Intracellular signal transduction of AGEs via RAGE increases intracellular ROS. ROS are oxygen-containing molecular derivatives that are in a more activated state than triplet oxygen, which is a ground-state oxygen molecule necessary for normal biological activities and is highly reactive, resulting in oxidative damage to various biological components. The main active oxygen species are singlet oxygen, superoxide, hydrogen peroxide, and hydroxyl radicals [88]; these molecules react with biopolymers, such as DNA, lipids, proteins, and enzymes, resulting in lipid peroxidation, DNA mutations, protein denaturation, and enzyme inactivation. Many amino acids are carbonylated and modified by ROS for detection of protein carbonylation using mass spectrometers [89]. Moreover, carbonylation of this protein is caused by addition reaction of aldehydes because of the peroxidation reaction of lipids and saccharification reaction of proteins described above [90, 91]. Highly reactive α-dicarbonyl compounds, such as 3-deoxyglucosone (3-DG), glyceraldehyde, and methylglyoxal, are produced from the Amadori compound generated by saccharification [91]. These AGEs then recombine with RAGE, creating a vicious cycle in which more ROS are generated. Such ROS are considered to have negative effects because overproduction of ROS is closely associated with ageing due to oxidative stress, cancer, and the development of lifestyle-related diseases [91]. However, ROS (e.g., superoxide and hydrogen peroxide) produced by white blood cells play important roles in biological defence and immune function [92]. ROS are also used in a wide range of tissues and cells as bioactive substances for intracellular signal transduction, fertilisation, cell differentiation, and apoptosis [93].

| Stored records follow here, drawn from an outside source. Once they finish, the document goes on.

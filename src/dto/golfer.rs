use chrono::NaiveDate;
use itertools::Itertools;
use rocket_okapi::okapi::schemars;
use schemars::JsonSchema;
use serde::{Deserialize, Serialize};

use crate::api::store::Golfer;
use crate::controller::{HoleRecord, PerformanceStats, RecalculationReport, RoundRecord};

#[derive(Deserialize, JsonSchema, Debug, Clone)]
#[serde(rename_all = "camelCase")]
pub struct NewRound {
    pub played_on: NaiveDate,
    pub holes: Vec<HoleRecord>,
    #[serde(default)]
    pub course_handicap: Option<f64>,
}

impl NewRound {
    pub fn into_record(self, id: String, golfer_id: String) -> RoundRecord {
        RoundRecord::new(
            id,
            golfer_id,
            self.played_on,
            self.holes,
            self.course_handicap,
        )
    }
}

#[derive(Serialize, JsonSchema, Debug, Clone)]
#[serde(rename_all = "camelCase")]
pub struct RoundAdded {
    pub round_id: String,
    pub handicap_index: Option<f64>,
}

#[derive(Serialize, JsonSchema, Debug, Clone)]
#[serde(rename_all = "camelCase")]
pub struct HandicapUpdate {
    pub handicap_index: Option<f64>,
}

#[derive(Serialize, JsonSchema, Debug, Clone)]
#[serde(rename_all = "camelCase")]
pub struct GolferProfile {
    pub golfer_id: String,
    pub handicap_index: Option<f64>,
    pub rounds: usize,
    pub stats: PerformanceStats,
}

impl GolferProfile {
    pub fn new(golfer_id: String, golfer: &Golfer) -> Self {
        Self {
            golfer_id,
            handicap_index: golfer.handicap_index,
            rounds: golfer.rounds.len(),
            stats: PerformanceStats::from_rounds(&golfer.rounds),
        }
    }
}

#[derive(Serialize, JsonSchema, Debug, Clone)]
#[serde(rename_all = "camelCase")]
pub struct FailedGolfer {
    pub golfer_id: String,
    pub reason: String,
}

#[derive(Serialize, JsonSchema, Debug, Clone)]
#[serde(rename_all = "camelCase")]
pub struct RecalculationSummary {
    pub updated: usize,
    pub failed: Vec<FailedGolfer>,
}

impl From<&RecalculationReport> for RecalculationSummary {
    fn from(report: &RecalculationReport) -> Self {
        Self {
            updated: report.updated(),
            failed: report
                .failed()
                .map(|(golfer_id, err)| FailedGolfer {
                    golfer_id: golfer_id.to_string(),
                    reason: err.to_string(),
                })
                .collect_vec(),
        }
    }
}
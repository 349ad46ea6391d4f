use clap::CommandFactory;
use theme::search::SearchIndexEntry;

use super::*;

fn scenario() -> SearchIndex {
    SearchIndex::new(vec![
        SearchIndexEntry {
            title: "Alpha Guide".into(),
            description: String::new(),
            tags: vec!["intro".into()],
            html: String::new(),
            slug: "alpha".into(),
        },
        SearchIndexEntry {
            title: "Beta".into(),
            description: "beta notes".into(),
            tags: Vec::new(),
            html: String::new(),
            slug: "beta".into(),
        },
    ])
}

#[test]
fn cli_definition_is_consistent() {
    Cli::command().debug_assert();
}

#[test]
fn search_args_parse() {
    let argv = ["sitekit-cli", "search", "--index", "idx.json", "--variant", "overlay", "alp"];
    let cli = Cli::try_parse_from(argv).unwrap();
    let Command::Search(args) = cli.command else {
        panic!("expected search command");
    };
    assert_eq!(args.source.index, "idx.json");
    assert!(matches!(args.variant, VariantArg::Overlay));
    assert_eq!(args.query, "alp");
}

#[test]
fn remote_sources_are_detected() {
    assert!(is_remote("https://example.com/static/search_index.json"));
    assert!(is_remote("http://127.0.0.1:5277/static/search_index.json"));
    assert!(!is_remote("public/static/search_index.json"));
}

#[test]
fn renders_links_like_the_page() {
    for variant in [SearchVariant::Inline, SearchVariant::Overlay] {
        let lines = render_search(scenario(), variant, "alp").unwrap();
        assert_eq!(lines, vec!["Alpha Guide\talpha.html".to_owned()]);
    }
}

#[test]
fn short_query_is_hidden() {
    assert_eq!(render_search(scenario(), SearchVariant::Inline, "al").unwrap(), vec!["(hidden)".to_owned()]);
}

#[test]
fn no_match_prints_placeholder() {
    let lines = render_search(scenario(), SearchVariant::Inline, "xyz123").unwrap();
    assert_eq!(lines, vec!["No results found".to_owned()]);
}

#[tokio::test]
async fn missing_file_is_a_read_error() {
    let err = load_index("definitely/not/here.json").await.unwrap_err();
    assert!(matches!(err, CliError::Read { .. }));
}

#[tokio::test]
async fn local_file_loads() {
    let path = std::env::temp_dir().join(format!("sitekit-cli-{}.json", std::process::id()));
    std::fs::write(&path, r#"[{"title":"Beta","slug":"beta"}]"#).unwrap();
    let index = load_index(&path.display().to_string()).await.unwrap();
    assert_eq!(index.len(), 1);
    std::fs::remove_file(path).unwrap();
}
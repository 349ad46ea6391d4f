use clap::{Args, Parser, Subcommand, ValueEnum};
use serde_json::Value;
use theme::dom::bindings::{inline_ids, overlay_ids};
use theme::dom::{Element, MemoryDocument, SearchBindings};
use theme::search::{FuzzyMatcher, IndexError, Overlay, SearchController, SearchIndex, SearchOutcome, SearchVariant};

#[cfg(test)]
#[path = "main_test.rs"]
mod main_test;

#[derive(Debug, thiserror::Error)]
enum CliError {
    #[error("http request failed: {0}")]
    Http(#[from] reqwest::Error),
    #[error("server returned HTTP {status} for {url}")]
    Status { status: u16, url: String },
    #[error("cannot read {path}: {source}")]
    Read { path: String, source: std::io::Error },
    #[error(transparent)]
    Index(#[from] IndexError),
    #[error("invalid JSON payload: {0}")]
    InvalidJson(#[from] serde_json::Error),
    #[error("{0} search markup did not resolve")]
    Markup(SearchVariant),
}

#[derive(Parser, Debug)]
#[command(name = "sitekit-cli", about = "Inspect a site's search index and query it like the browser does")]
struct Cli {
    #[command(subcommand)]
    command: Command,
}

#[derive(Subcommand, Debug)]
enum Command {
    /// Check a running preview server.
    Ping {
        #[arg(long, env = "SITEKIT_BASE_URL", default_value = "http://127.0.0.1:5277")]
        base_url: String,
    },
    /// Validate a search index and print its entry count.
    Check(IndexArgs),
    /// Run a query and print the result list the page would render.
    Search(SearchArgs),
}

#[derive(Args, Debug)]
struct IndexArgs {
    /// File path or http(s) URL of `search_index.json`.
    #[arg(long, env = "SITEKIT_INDEX", default_value = "public/static/search_index.json")]
    index: String,
}

#[derive(Args, Debug)]
struct SearchArgs {
    #[command(flatten)]
    source: IndexArgs,

    #[arg(long, value_enum, default_value_t = VariantArg::Inline)]
    variant: VariantArg,

    query: String,
}

#[derive(Clone, Copy, Debug, ValueEnum)]
enum VariantArg {
    Inline,
    Overlay,
}

impl From<VariantArg> for SearchVariant {
    fn from(arg: VariantArg) -> Self {
        match arg {
            VariantArg::Inline => Self::Inline,
            VariantArg::Overlay => Self::Overlay,
        }
    }
}

#[tokio::main]
async fn main() -> Result<(), CliError> {
    let cli = Cli::parse();
    match cli.command {
        Command::Ping { base_url } => run_ping(&base_url).await,
        Command::Check(args) => {
            let index = load_index(&args.index).await?;
            println!("{}: {} entries", args.index, index.len());
            Ok(())
        }
        Command::Search(args) => {
            let index = load_index(&args.source.index).await?;
            for line in render_search(index, args.variant.into(), &args.query)? {
                println!("{line}");
            }
            Ok(())
        }
    }
}

async fn run_ping(base_url: &str) -> Result<(), CliError> {
    let client = reqwest::Client::new();
    let base = base_url.trim_end_matches('/');

    let health = format!("{base}/healthz");
    let response = client.get(&health).send().await?;
    if !response.status().is_success() {
        return Err(CliError::Status { status: response.status().as_u16(), url: health });
    }
    println!("ok");

    let report = client.get(format!("{base}/_sitekit/search-index")).send().await?;
    let json = report.json::<Value>().await?;
    print_json(&json)
}

fn print_json(value: &Value) -> Result<(), CliError> {
    println!("{}", serde_json::to_string_pretty(value)?);
    Ok(())
}

fn is_remote(source: &str) -> bool {
    source.starts_with("http://") || source.starts_with("https://")
}

/// Load an index from disk or over HTTP with the browser's parser.
async fn load_index(source: &str) -> Result<SearchIndex, CliError> {
    let bytes = if is_remote(source) {
        let response = reqwest::get(source).await?;
        if !response.status().is_success() {
            return Err(CliError::Status { status: response.status().as_u16(), url: source.to_owned() });
        }
        response.bytes().await?.to_vec()
    } else {
        tokio::fs::read(source)
            .await
            .map_err(|source_err| CliError::Read { path: source.to_owned(), source: source_err })?
    };
    Ok(SearchIndex::from_slice(&bytes)?)
}

// =============================================================================
// HEADLESS SEARCH
// =============================================================================

/// Minimal page carrying the markup for `variant`.
fn search_page(variant: SearchVariant) -> MemoryDocument {
    let markup = match variant {
        SearchVariant::Inline => format!(
            r#"<button id="{toggle}"></button>
<div class="marmite-search-bar">
  <input id="{input}" type="search">
  <div class="marmite-search-bar-result"><ul id="{results}"></ul></div>
</div>"#,
            toggle = inline_ids::TOGGLE,
            input = inline_ids::INPUT,
            results = inline_ids::RESULTS,
        ),
        SearchVariant::Overlay => format!(
            r#"<button id="{toggle}"></button>
<div id="{overlay}" style="display: none;">
  <input id="{input}" type="search"><ul id="{results}"></ul>
</div>"#,
            toggle = overlay_ids::TOGGLE,
            overlay = overlay_ids::OVERLAY,
            input = overlay_ids::INPUT,
            results = overlay_ids::RESULTS,
        ),
    };
    MemoryDocument::parse(&markup)
}

/// Open search, type `query`, and return the rendered list as text lines.
fn render_search(index: SearchIndex, variant: SearchVariant, query: &str) -> Result<Vec<String>, CliError> {
    let doc = search_page(variant);
    let bindings = SearchBindings::resolve(&doc, variant).ok_or(CliError::Markup(variant))?;
    let overlay = Overlay::new(bindings.clone());
    let results = bindings.results.clone();
    let input = bindings.input.clone();
    let mut controller = SearchController::new(bindings, FuzzyMatcher::default());
    controller.load(Ok(index));

    overlay.open();
    input.set_value(query);
    let Some(outcome) = controller.refresh() else {
        return Ok(Vec::new());
    };
    if outcome == SearchOutcome::BelowThreshold {
        return Ok(vec!["(hidden)".to_owned()]);
    }
    Ok(results
        .items()
        .iter()
        .map(|item| match item.href() {
            Some(href) => format!("{}\t{href}", item.text()),
            None => item.text().to_owned(),
        })
        .collect())
}
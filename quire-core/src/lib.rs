//! Static rendering pipeline for a date-prefixed blog content store.
//!
//! A slug is resolved to a content unit, its Markdown/HTML source is parsed
//! into an element tree, the tree is rewritten through a per-tag
//! [`SubstitutionTable`] and serialized to an HTML fragment. [`Pipeline`]
//! drives that for one slug or the whole store, and [`PageAssembler`] wraps
//! the fragments in complete pages.

pub mod config;
pub mod document;
pub mod embed;
pub mod error;
pub mod highlight;
pub mod html;
pub mod loader;
pub mod markdown;
pub mod paths;
pub mod pipeline;
pub mod renderer;
pub mod scanner;
pub mod slug;
pub mod store;
pub mod substitution;
pub mod template;

pub use config::{Config, HighlightConfig, SiteConfig};
pub use document::{Document, ElementNode, Node};
pub use error::{Error, Result};
pub use highlight::Highlighter;
pub use loader::{LoadedPost, Loader, PostMetadata};
pub use paths::enumerate;
pub use pipeline::{Pipeline, RenderedPage};
pub use renderer::Renderer;
pub use scanner::Scanner;
pub use store::{ContentStore, FsContentStore, MemoryStore};
pub use substitution::{Presentation, SubstitutionRule, SubstitutionTable};
pub use template::PageAssembler;
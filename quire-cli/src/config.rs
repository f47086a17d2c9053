use anyhow::{Context, Result};
use clap::ArgMatches;
use config::{Config as ConfigBuilder, Environment, File, FileFormat};
use serde::{Deserialize, Serialize};
use std::collections::HashMap;
use std::path::Path;

const DEFAULT_CONFIG_FILE: &str = "./quire.toml";

/// Complete configuration that merges CLI args, env vars, config files, and defaults
#[derive(Debug, Clone, Default, Deserialize, Serialize)]
pub struct QuireConfig {
    /// Where to read from and write to
    pub build: BuildConfig,
    /// Site and highlighting settings handed to quire-core
    #[serde(flatten)]
    pub site: quire_core::Config,
}

#[derive(Debug, Clone, Deserialize, Serialize)]
pub struct BuildConfig {
    /// Content store root, one directory per post
    pub content: String,
    /// Output directory for generated pages
    pub output: String,
    /// Template directory overriding the built-in templates
    pub theme: String,
    /// Configuration file path
    pub config: String,
}

impl Default for BuildConfig {
    fn default() -> Self {
        Self {
            content: "./content".to_string(),
            output: "./out".to_string(),
            theme: "./theme".to_string(),
            config: DEFAULT_CONFIG_FILE.to_string(),
        }
    }
}

impl QuireConfig {
    /// Load configuration with cascading precedence:
    /// 1. CLI arguments (highest priority)
    /// 2. Environment variables (QUIRE_*)
    /// 3. Configuration file
    /// 4. Defaults (lowest priority)
    pub fn load(args: &ArgMatches) -> Result<Self> {
        let config_file = cli_value(args, "config").unwrap_or_else(|| DEFAULT_CONFIG_FILE.to_string());

        let mut builder = ConfigBuilder::builder();

        builder = builder.add_source(ConfigBuilder::try_from(&Self::default())?);

        if Path::new(&config_file).exists() {
            builder = builder.add_source(File::new(&config_file, FileFormat::Toml));
        }

        builder = builder.add_source(
            Environment::with_prefix("QUIRE")
                .prefix_separator("_")
                .separator("__"),
        );

        let mut cli_overrides = HashMap::new();
        for key in ["content", "output", "theme", "config"] {
            if let Some(value) = cli_value(args, key) {
                cli_overrides.insert(format!("build.{key}"), value);
            }
        }
        if !cli_overrides.is_empty() {
            builder = builder.add_source(ConfigBuilder::try_from(&cli_overrides)?);
        }

        let config = builder
            .build()
            .with_context(|| format!("Failed to read configuration from {config_file}"))?;
        let quire_config: QuireConfig = config.try_deserialize()?;

        Ok(quire_config)
    }
}

/// Value of a CLI argument, if the command defines it and the user set it.
fn cli_value(args: &ArgMatches, id: &str) -> Option<String> {
    args.try_get_one::<String>(id).ok().flatten().cloned()
}
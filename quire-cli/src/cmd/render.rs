use anyhow::{Context, Result};
use clap::{Arg, ArgAction, ArgMatches, Command};

use super::{add_content_args, pipeline};
use crate::config::QuireConfig;

pub fn make_subcommand() -> Command {
    add_content_args(Command::new("render"))
        .about("Render a single post and print its HTML fragment")
        .arg(
            Arg::new("slug")
                .value_name("SLUG")
                .help("Post slug, the directory name without its date prefix")
                .required(true),
        )
        .arg(
            Arg::new("json")
                .long("json")
                .help("Print the fragment together with its metadata as JSON")
                .action(ArgAction::SetTrue),
        )
}

pub fn execute(args: &ArgMatches) -> Result<()> {
    let config = QuireConfig::load(args)?;
    let slug = args
        .get_one::<String>("slug")
        .context("Missing slug argument")?;

    let page = pipeline(&config)?
        .render_slug(slug)
        .with_context(|| format!("Failed to render {slug}"))?;

    if args.get_flag("json") {
        println!("{}", serde_json::to_string_pretty(&page)?);
    } else {
        println!("{}", page.markup);
    }

    Ok(())
}
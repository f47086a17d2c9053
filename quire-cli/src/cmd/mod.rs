pub mod build;
pub mod paths;
pub mod render;

use std::path::Path;
use std::sync::Arc;

use anyhow::Result;
use clap::{Arg, Command};
use quire_core::{FsContentStore, Pipeline};

use crate::config::QuireConfig;

/// Arguments shared by every subcommand that reads the content store.
pub fn add_content_args(command: Command) -> Command {
    command
        .arg(
            Arg::new("content")
                .short('s')
                .long("content")
                .value_name("DIR")
                .help("Content directory, one sub-directory per post [default: ./content]"),
        )
        .arg(
            Arg::new("config")
                .short('c')
                .long("config")
                .value_name("FILE")
                .help("Configuration file [default: ./quire.toml]"),
        )
}

pub fn pipeline(config: &QuireConfig) -> Result<Pipeline> {
    let content = Path::new(&config.build.content);
    if !content.is_dir() {
        anyhow::bail!("Content directory {} does not exist", content.display());
    }

    let store = Arc::new(FsContentStore::new(content));
    Ok(Pipeline::from_config(store, &config.site)?)
}
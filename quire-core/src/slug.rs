//! Identifier ↔ slug mapping.
//!
//! Post directories are named `YYYY-MM-DD-<slug>`. The public slug is the
//! directory name with that date prefix cut off, nothing more: no
//! lowercasing, no character filtering.

use crate::error::{Error, Result};

/// Length of the `YYYY-MM-DD-` prefix removed from an identifier.
pub const SLUG_PREFIX_LEN: usize = 11;

/// Derives the public slug for a content identifier.
///
/// Identifiers shorter than the prefix derive the empty slug.
///
/// ```
/// use quire_core::slug::derive_slug;
///
/// assert_eq!(derive_slug("2020-01-01-hello-world"), "hello-world");
/// assert_eq!(derive_slug("notes"), "");
/// ```
pub fn derive_slug(identifier: &str) -> &str {
    match identifier.char_indices().nth(SLUG_PREFIX_LEN) {
        Some((offset, _)) => &identifier[offset..],
        None => "",
    }
}

/// Rejects slugs that can never name a post.
pub fn validate_slug(slug: &str) -> Result<()> {
    if slug.trim().is_empty() {
        return Err(Error::invalid_input("post slug not provided"));
    }

    if slug.contains(['/', '\\']) {
        return Err(Error::invalid_input(format!(
            "post slug must be a single path segment: {slug:?}"
        )));
    }

    Ok(())
}
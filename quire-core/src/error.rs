use thiserror::Error;

/// Errors raised anywhere in the resolve → load → render pipeline.
///
/// Every variant is fatal for a build: nothing downstream catches or retries
/// them.
#[derive(Debug, Error)]
pub enum Error {
    #[error("Invalid input: {0}")]
    InvalidInput(String),

    #[error("Post not found: {slug}")]
    NotFound { slug: String },

    #[error("Failed to load {identifier}: {reason}")]
    Load { identifier: String, reason: String },

    #[error("IO error: {0}")]
    Io(#[from] std::io::Error),

    #[error("Template error: {0}")]
    Template(#[from] tera::Error),

    #[error("Config error: {0}")]
    Config(#[from] toml::de::Error),
}

impl Error {
    pub fn invalid_input(message: impl Into<String>) -> Self {
        Error::InvalidInput(message.into())
    }

    pub fn load(identifier: impl Into<String>, reason: impl ToString) -> Self {
        Error::Load {
            identifier: identifier.into(),
            reason: reason.to_string(),
        }
    }
}

pub type Result<T> = std::result::Result<T, Error>;
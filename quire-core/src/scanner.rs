use std::sync::Arc;

use tracing::debug;

use crate::error::{Error, Result};
use crate::slug::{derive_slug, validate_slug};
use crate::store::ContentStore;

/// Maps public slugs onto content-unit identifiers.
#[derive(Clone)]
pub struct Scanner {
    store: Arc<dyn ContentStore>,
}

impl Scanner {
    pub fn new(store: Arc<dyn ContentStore>) -> Self {
        Self { store }
    }

    pub fn store(&self) -> &Arc<dyn ContentStore> {
        &self.store
    }

    /// Identifiers sorted descending, so date-prefixed names come out
    /// most recent first.
    pub fn identifiers(&self) -> Result<Vec<String>> {
        let mut identifiers = self.store.list_identifiers()?;
        identifiers.sort_by(|a, b| b.cmp(a));
        Ok(identifiers)
    }

    pub fn list_slugs(&self) -> Result<Vec<String>> {
        Ok(self
            .identifiers()?
            .iter()
            .map(|id| derive_slug(id).to_string())
            .collect())
    }

    /// Returns the first identifier whose slug matches, scanning in
    /// ascending store order. A slug shared by several units resolves to
    /// the oldest one.
    pub fn resolve(&self, slug: &str) -> Result<String> {
        validate_slug(slug)?;

        let mut identifiers = self.store.list_identifiers()?;
        identifiers.sort();

        let identifier = identifiers
            .into_iter()
            .find(|id| derive_slug(id) == slug)
            .ok_or_else(|| Error::NotFound {
                slug: slug.to_string(),
            })?;

        debug!(slug, identifier, "resolved slug");
        Ok(identifier)
    }
}
//! Lexical highlighting for fenced code blocks.
//!
//! Only languages on the allow-list are tokenized. Everything else renders
//! as a plain `<pre><code>` block, which is the normal path rather than a
//! failure.

use std::collections::BTreeSet;
use std::sync::LazyLock;

use syntect::easy::HighlightLines;
use syntect::highlighting::{Color, FontStyle, Style, Theme, ThemeSet};
use syntect::parsing::{SyntaxReference, SyntaxSet};
use syntect::util::LinesWithEndings;
use tracing::warn;

use crate::config::HighlightConfig;
use crate::document::ElementNode;
use crate::error::{Error, Result};

static SYNTAX_SET: LazyLock<SyntaxSet> = LazyLock::new(SyntaxSet::load_defaults_newlines);
static THEME_SET: LazyLock<ThemeSet> = LazyLock::new(ThemeSet::load_defaults);

pub const LANGUAGE_PREFIX: &str = "language-";

/// Classes shared by the plain and highlighted code block.
pub const CODE_CLASSES: &str =
    "mb-4 w-full block overflow-x-auto font-mono text-sm border border-gray-400 p-3";

pub const DEFAULT_THEME: &str = "InspiredGitHub";

/// Languages highlighted out of the box.
pub const DEFAULT_LANGUAGES: &[&str] = &[
    "markup",
    "bash",
    "clike",
    "c",
    "cpp",
    "css",
    "javascript",
    "jsx",
    "coffeescript",
    "actionscript",
    "css-extr",
    "diff",
    "git",
    "go",
    "graphql",
    "handlebars",
    "json",
    "less",
    "makefile",
    "markdown",
    "objectivec",
    "ocaml",
    "python",
    "reason",
    "sass",
    "scss",
    "sql",
    "stylus",
    "tsx",
    "typescript",
    "wasm",
    "yaml",
];

/// Plain text colour forced onto every theme.
const PLAIN_FOREGROUND: Color = Color {
    r: 0xff,
    g: 0x00,
    b: 0x00,
    a: 0xff,
};

/// Plain background forced onto every theme.
const PLAIN_BACKGROUND: Color = Color {
    r: 0xff,
    g: 0xff,
    b: 0xff,
    a: 0xff,
};

/// Language named by a `language-*` class, if any.
pub fn language_from_class(class: Option<&str>) -> Option<&str> {
    class?
        .split_whitespace()
        .find_map(|c| c.strip_prefix(LANGUAGE_PREFIX))
        .filter(|lang| !lang.is_empty())
}

#[derive(Debug, Clone)]
pub struct Highlighter {
    languages: BTreeSet<String>,
    base_theme: Theme,
}

impl Highlighter {
    pub fn new(config: &HighlightConfig) -> Result<Self> {
        let base_theme = THEME_SET.themes.get(&config.theme).cloned().ok_or_else(|| {
            let known: Vec<&str> = THEME_SET.themes.keys().map(String::as_str).collect();
            Error::invalid_input(format!(
                "unknown highlight theme {:?}, expected one of: {}",
                config.theme,
                known.join(", ")
            ))
        })?;

        Ok(Self {
            languages: config.languages.iter().cloned().collect(),
            base_theme,
        })
    }

    pub fn is_supported(&self, language: &str) -> bool {
        self.languages.contains(language)
    }

    /// Renders a code block from its `class` attribute and text.
    pub fn highlight(&self, class: Option<&str>, code: &str) -> ElementNode {
        match language_from_class(class) {
            Some(lang) if self.is_supported(lang) => self.tokenized(lang, code.trim()),
            _ => plain(code),
        }
    }

    /// Base theme with the plain colours overridden. Built per call so no
    /// render ever sees another render's theme.
    fn compose_theme(&self) -> Theme {
        let mut theme = self.base_theme.clone();
        theme.settings.foreground = Some(PLAIN_FOREGROUND);
        theme.settings.background = Some(PLAIN_BACKGROUND);
        theme
    }

    fn tokenized(&self, lang: &str, code: &str) -> ElementNode {
        let theme = self.compose_theme();
        let syntax = syntax_for(lang);
        let mut highlighter = HighlightLines::new(syntax, &theme);

        let pre_style = format!(
            "color: {}; background-color: {}",
            css_color(theme.settings.foreground.unwrap_or(PLAIN_FOREGROUND)),
            css_color(theme.settings.background.unwrap_or(PLAIN_BACKGROUND)),
        );
        let mut pre = ElementNode::new("pre")
            .with_attr("class", format!("{CODE_CLASSES} prism-code language-{lang}"))
            .with_attr("style", pre_style);

        for line in LinesWithEndings::from(code) {
            let mut row = ElementNode::new("div").with_attr("class", "token-line");

            let tokens = match highlighter.highlight_line(line, &SYNTAX_SET) {
                Ok(tokens) => tokens,
                Err(err) => {
                    warn!(lang, %err, "tokenizer failed on line, emitting it unstyled");
                    let unstyled = Style {
                        foreground: PLAIN_FOREGROUND,
                        background: PLAIN_BACKGROUND,
                        font_style: FontStyle::empty(),
                    };
                    vec![(unstyled, line)]
                }
            };

            for (style, text) in tokens {
                let text = text.trim_end_matches(['\n', '\r']);
                if text.is_empty() {
                    continue;
                }
                row = row.with_child(
                    ElementNode::new("span")
                        .with_attr("class", "token")
                        .with_attr("style", token_style(style))
                        .with_text(text),
                );
            }

            if row.children.is_empty() {
                row = row.with_child(
                    ElementNode::new("span")
                        .with_attr("class", "token plain")
                        .with_attr("style", "display: inline-block")
                        .with_text("\n"),
                );
            }

            pre = pre.with_child(row);
        }

        pre
    }
}

/// Untokenized block: `pre > code`, whitespace kept as written.
fn plain(code: &str) -> ElementNode {
    ElementNode::new("pre").with_child(
        ElementNode::new("code")
            .with_attr("class", CODE_CLASSES)
            .with_text(code),
    )
}

fn grammar_name(lang: &str) -> Option<&'static str> {
    Some(match lang {
        "markup" | "handlebars" => "HTML",
        "bash" => "Bourne Again Shell (bash)",
        "clike" | "c" => "C",
        "cpp" => "C++",
        "css" | "css-extr" | "less" | "sass" | "scss" | "stylus" => "CSS",
        "javascript" | "jsx" | "typescript" | "tsx" | "coffeescript" | "actionscript" => {
            "JavaScript"
        }
        "diff" | "git" => "Diff",
        "go" => "Go",
        "json" => "JSON",
        "makefile" => "Makefile",
        "markdown" => "Markdown",
        "objectivec" => "Objective-C",
        "ocaml" | "reason" => "OCaml",
        "python" => "Python",
        "sql" => "SQL",
        "yaml" => "YAML",
        _ => return None,
    })
}

fn syntax_for(lang: &str) -> &'static SyntaxReference {
    grammar_name(lang)
        .and_then(|name| SYNTAX_SET.find_syntax_by_name(name))
        .or_else(|| SYNTAX_SET.find_syntax_by_token(lang))
        .unwrap_or_else(|| SYNTAX_SET.find_syntax_plain_text())
}

fn css_color(color: Color) -> String {
    format!("#{:02x}{:02x}{:02x}", color.r, color.g, color.b)
}

fn token_style(style: Style) -> String {
    let mut css = format!("color: {}", css_color(style.foreground));
    if style.font_style.contains(FontStyle::BOLD) {
        css.push_str("; font-weight: bold");
    }
    if style.font_style.contains(FontStyle::ITALIC) {
        css.push_str("; font-style: italic");
    }
    if style.font_style.contains(FontStyle::UNDERLINE) {
        css.push_str("; text-decoration: underline");
    }
    css
}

Because glucose is metabolised to obtain energy, the carboxyl group of glucose reacts with the amino group of the protein during the metabolic process to form AGEs in the body nonenzymatically via the Amadori compound. With ageing, these AGEs accumulate in various organs in the body, resulting in oxidative stress, ROS generation, and progression of organ stress. Thus, ageing is related to oxidative stress induced by AGEs. Additionally, AGEs-ised HbA1c levels in the blood have been used as an index for controlling blood glucose levels in clinical practice for patients with diabetes. Kusunoki et al. showed that fasting serum 3-DG levels in patients with diabetes were significantly higher than those in controls. Additionally, serum 3-DG levels tended to be higher in patients with diabetes showing low nerve conduction velocity [94]. In patients with diabetes, AGEs generated from excess glucose circulate throughout the body via the blood and increase oxidative stress in various organs. Therefore, in the hyperglycaemic environment associated with diabetes, oxidative stress due to excess glucose is thought to be significantly involved in the development of diabetic complications.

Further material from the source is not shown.